The RC-KP model can be used to assess P and K uptakes that vary from year to year, although we were not directly focused on describing annual variation. Upon testing where N supply was set to the measured annual N uptake, errors in P and K uptake estimates did not increase strongly when compared to the scenario with estimated N uptakes using linear regression models. In our approach, N uptake was a forcing variable, i.e. it was provided as a value for each year or it was estimated from estimates of soil N supply and N recovery. This N supply by the soil is notoriESously difficult to assess accurately without measured crop uptakes from unfertilized crops. However, dynamic crop growth models that include a soil N module, or standard N supply estimates for soil types are typically available. With this, N uptake can be estimated for rainfed or irrigated crops without P and K limitations and these can be used as input for the RC-KP model to predict N, P and K uptakes under nutrient limited conditions. Hence, combining or integrating the RC-KP model with a crop growth model provides a novel new approach to account for weather variability and N, P and K limitations. In other work, we have shown that the nutrient equivalent concepts (Janssen 1998, 2017), that also builds on the QUEFTS approach, allowed us to balance N, P and K uptakes on a daily basis (Adiele et al. 2022). The underlying principles that determine relative crop N, P and K demand seem therefore scalable, i.e. they are useful to describe interactions between N, P and K that determine uptake on time-scales of a day, a season and a period of 50 years.

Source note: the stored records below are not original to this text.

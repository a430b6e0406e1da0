use ndarray::{Array1, ArrayView1};
use serde::ser::{Serialize, SerializeMap, Serializer};

/// The ordered, named numeric row handed to the model.
///
/// Names and values are stored side by side so the row can be fed to the
/// estimator as a plain `ndarray` view and still be reported back to the caller
/// as `usedFeatures` in exactly the order the model consumed it.
#[derive(Debug, Clone, PartialEq, Default)]
pub struct FeatureVector {
    names: Vec<String>,
    values: Array1<f64>,
}

impl FeatureVector {
    pub fn from_pairs<I, S>(pairs: I) -> Self
    where
        I: IntoIterator<Item = (S, f64)>,
        S: Into<String>,
    {
        let (names, values): (Vec<String>, Vec<f64>) = pairs
            .into_iter()
            .map(|(name, value)| (name.into(), value))
            .unzip();
        Self {
            names,
            values: Array1::from_vec(values),
        }
    }

    pub fn len(&self) -> usize {
        self.names.len()
    }

    pub fn is_empty(&self) -> bool {
        self.names.is_empty()
    }

    pub fn names(&self) -> &[String] {
        &self.names
    }

    pub fn values(&self) -> ArrayView1<'_, f64> {
        self.values.view()
    }

    pub fn get(&self, name: &str) -> Option<f64> {
        self.names
            .iter()
            .position(|n| n == name)
            .map(|idx| self.values[idx])
    }

    pub fn iter(&self) -> impl Iterator<Item = (&str, f64)> {
        self.names
            .iter()
            .map(String::as_str)
            .zip(self.values.iter().copied())
    }
}

// Serialized as a JSON object whose key order is the model's column order.
impl Serialize for FeatureVector {
    fn serialize<S: Serializer>(&self, serializer: S) -> Result<S::Ok, S::Error> {
        let mut map = serializer.serialize_map(Some(self.len()))?;
        for (name, value) in self.iter() {
            map.serialize_entry(name, &value)?;
        }
        map.end()
    }
}

#[cfg(test)]
mod tests {
    use super::*;

    #[test]
    fn serializes_in_column_order() {
        let row = FeatureVector::from_pairs([("Zeta", 1.0), ("Alpha", 2.5)]);
        let json = serde_json::to_string(&row).unwrap();
        assert_eq!(json, r#"{"Zeta":1.0,"Alpha":2.5}"#);
    }

    #[test]
    fn lookup_by_name() {
        let row = FeatureVector::from_pairs([("BMI", 31.2), ("Age", 42.0)]);
        assert_eq!(row.len(), 2);
        assert_eq!(row.get("Age"), Some(42.0));
        assert_eq!(row.get("age"), None);
        assert_eq!(row.values().to_vec(), vec![31.2, 42.0]);
    }
}
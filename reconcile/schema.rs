//! Feature schema resolution and the canonical clinical vocabulary.
//!
//! The resolver only inspects what the model is willing to tell us. A model
//! that stores its column names yields `Named`, one that only knows its input
//! width yields `Counted`, and anything else degrades to `Unknown`. None of
//! these outcomes is an error.

use crate::model::capability::Model;
use std::fmt;
use std::ops::RangeInclusive;

/// The eight fields of the clinical (Pima-style) diabetes schema, in the
/// canonical column order used by models that only report a feature count.
#[derive(Debug, Clone, Copy, PartialEq, Eq, Hash)]
pub enum ClinicalField {
    Pregnancies,
    Glucose,
    BloodPressure,
    SkinThickness,
    Insulin,
    Bmi,
    DiabetesPedigreeFunction,
    Age,
}

impl ClinicalField {
    pub const ALL: [ClinicalField; 8] = [
        ClinicalField::Pregnancies,
        ClinicalField::Glucose,
        ClinicalField::BloodPressure,
        ClinicalField::SkinThickness,
        ClinicalField::Insulin,
        ClinicalField::Bmi,
        ClinicalField::DiabetesPedigreeFunction,
        ClinicalField::Age,
    ];

    /// Column name as the clinical models spell it.
    pub fn name(self) -> &'static str {
        match self {
            ClinicalField::Pregnancies => "Pregnancies",
            ClinicalField::Glucose => "Glucose",
            ClinicalField::BloodPressure => "BloodPressure",
            ClinicalField::SkinThickness => "SkinThickness",
            ClinicalField::Insulin => "Insulin",
            ClinicalField::Bmi => "BMI",
            ClinicalField::DiabetesPedigreeFunction => "DiabetesPedigreeFunction",
            ClinicalField::Age => "Age",
        }
    }

    /// Value used by the categorical mapping when the record says nothing.
    /// Blood pressure and age have derived defaults (72 mmHg with no
    /// hypertension flag, bracket 5 for age), reported here in resolved form.
    pub fn default_value(self) -> f64 {
        match self {
            ClinicalField::Pregnancies => 1.0,
            ClinicalField::Glucose => 100.0,
            ClinicalField::BloodPressure => 72.0,
            ClinicalField::SkinThickness => 20.0,
            ClinicalField::Insulin => 79.0,
            ClinicalField::Bmi => 25.0,
            ClinicalField::DiabetesPedigreeFunction => 0.47,
            ClinicalField::Age => 42.0,
        }
    }

    /// Plausible range observed in the clinical training population.
    /// Informational only: values outside it are passed to the model unchanged.
    pub fn valid_range(self) -> RangeInclusive<f64> {
        match self {
            ClinicalField::Pregnancies => 0.0..=17.0,
            ClinicalField::Glucose => 0.0..=199.0,
            ClinicalField::BloodPressure => 0.0..=122.0,
            ClinicalField::SkinThickness => 0.0..=99.0,
            ClinicalField::Insulin => 0.0..=846.0,
            ClinicalField::Bmi => 0.0..=67.1,
            ClinicalField::DiabetesPedigreeFunction => 0.078..=2.42,
            ClinicalField::Age => 21.0..=81.0,
        }
    }

    pub fn from_name(name: &str) -> Option<Self> {
        Self::ALL.into_iter().find(|field| field.name() == name)
    }

    pub(crate) fn index(self) -> usize {
        self as usize
    }
}

impl fmt::Display for ClinicalField {
    fn fmt(&self, f: &mut fmt::Formatter<'_>) -> fmt::Result {
        f.write_str(self.name())
    }
}

/// Number of columns in the clinical schema.
pub const CLINICAL_FEATURE_COUNT: usize = ClinicalField::ALL.len();

pub fn clinical_feature_names() -> Vec<String> {
    ClinicalField::ALL
        .iter()
        .map(|field| field.name().to_string())
        .collect()
}

/// What we managed to learn about the model's expected input.
#[derive(Debug, Clone, PartialEq)]
pub enum FeatureSchema {
    Named(Vec<String>),
    Counted(usize),
    Unknown,
}

impl FeatureSchema {
    /// Declared input width, when the model declares one.
    pub fn declared_len(&self) -> Option<usize> {
        match self {
            FeatureSchema::Named(names) => Some(names.len()),
            FeatureSchema::Counted(n) => Some(*n),
            FeatureSchema::Unknown => None,
        }
    }

    /// True when at least one named column is a clinical field, compared
    /// without regard to case.
    pub fn overlaps_clinical(&self) -> bool {
        let FeatureSchema::Named(names) = self else {
            return false;
        };
        names.iter().any(|name| {
            let lowered = name.to_lowercase();
            ClinicalField::ALL
                .iter()
                .any(|field| field.name().to_lowercase() == lowered)
        })
    }
}

impl fmt::Display for FeatureSchema {
    fn fmt(&self, f: &mut fmt::Formatter<'_>) -> fmt::Result {
        match self {
            FeatureSchema::Named(names) => write!(f, "named features {names:?}"),
            FeatureSchema::Counted(n) => write!(f, "{n} unnamed features"),
            FeatureSchema::Unknown => f.write_str("no feature information"),
        }
    }
}

/// Inspects the model's introspection capability.
pub fn resolve_schema(model: &dyn Model) -> FeatureSchema {
    let schema = match model.schema() {
        Some(provider) => match (provider.named_features(), provider.feature_count()) {
            (Some(names), _) => FeatureSchema::Named(names.to_vec()),
            (None, Some(count)) => FeatureSchema::Counted(count),
            (None, None) => FeatureSchema::Unknown,
        },
        None => FeatureSchema::Unknown,
    };
    log::debug!("Resolved model schema: {schema}");
    schema
}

Knowledge of annually varying uptake of P and K is in particular important to account for uptake limitations when crop growth is limited, e.g. by water deficiency or reduced by pest and diseases. Our model was able to account for rotation effects and can be used to evaluate fertilization strategies and adapt applications to varying uptake. This enables a more efficient use of resources in both organic and conventional farming systems.

Conclusion

The novel RC-KP model is a deterministic and dynamic model that uses a simple approach to predict annual N, P and K uptake in crop rotations. The model describes the dynamics in labile and stable soil P and K pools in response to organic and synthetic fertilizer inputs and crop uptakes. The model can be run for situations with known N uptakes but also for situations where only soil N supply and crop N recovery are known. This relatively simple RC-KP model was able to describe accurately N, P and K uptakes in crop rotations in the three long-term datasets. The Nash-Sutcliff modelling efficiency ranged from 0.6 to 0.9, with a root mean squared error of 2.6–3.4 kg P ha−1 and 14–20 kg K ha−1. The model needs site-specific parameters for relative transfer rates from labile to stable pools and crop specific relative uptake rates for P and K. These required crop-specific relative uptake rates are well understood and link annual P and K uptakes to soil pool sizes. This model can be used to explore the short and long-term effect of different application rates and composition of fertilisers in crop rotations. As such it is an important tool to ensure balanced nutrition of crops and efficient use of added nutrients, with important implications for reducing nutrient losses to the environment.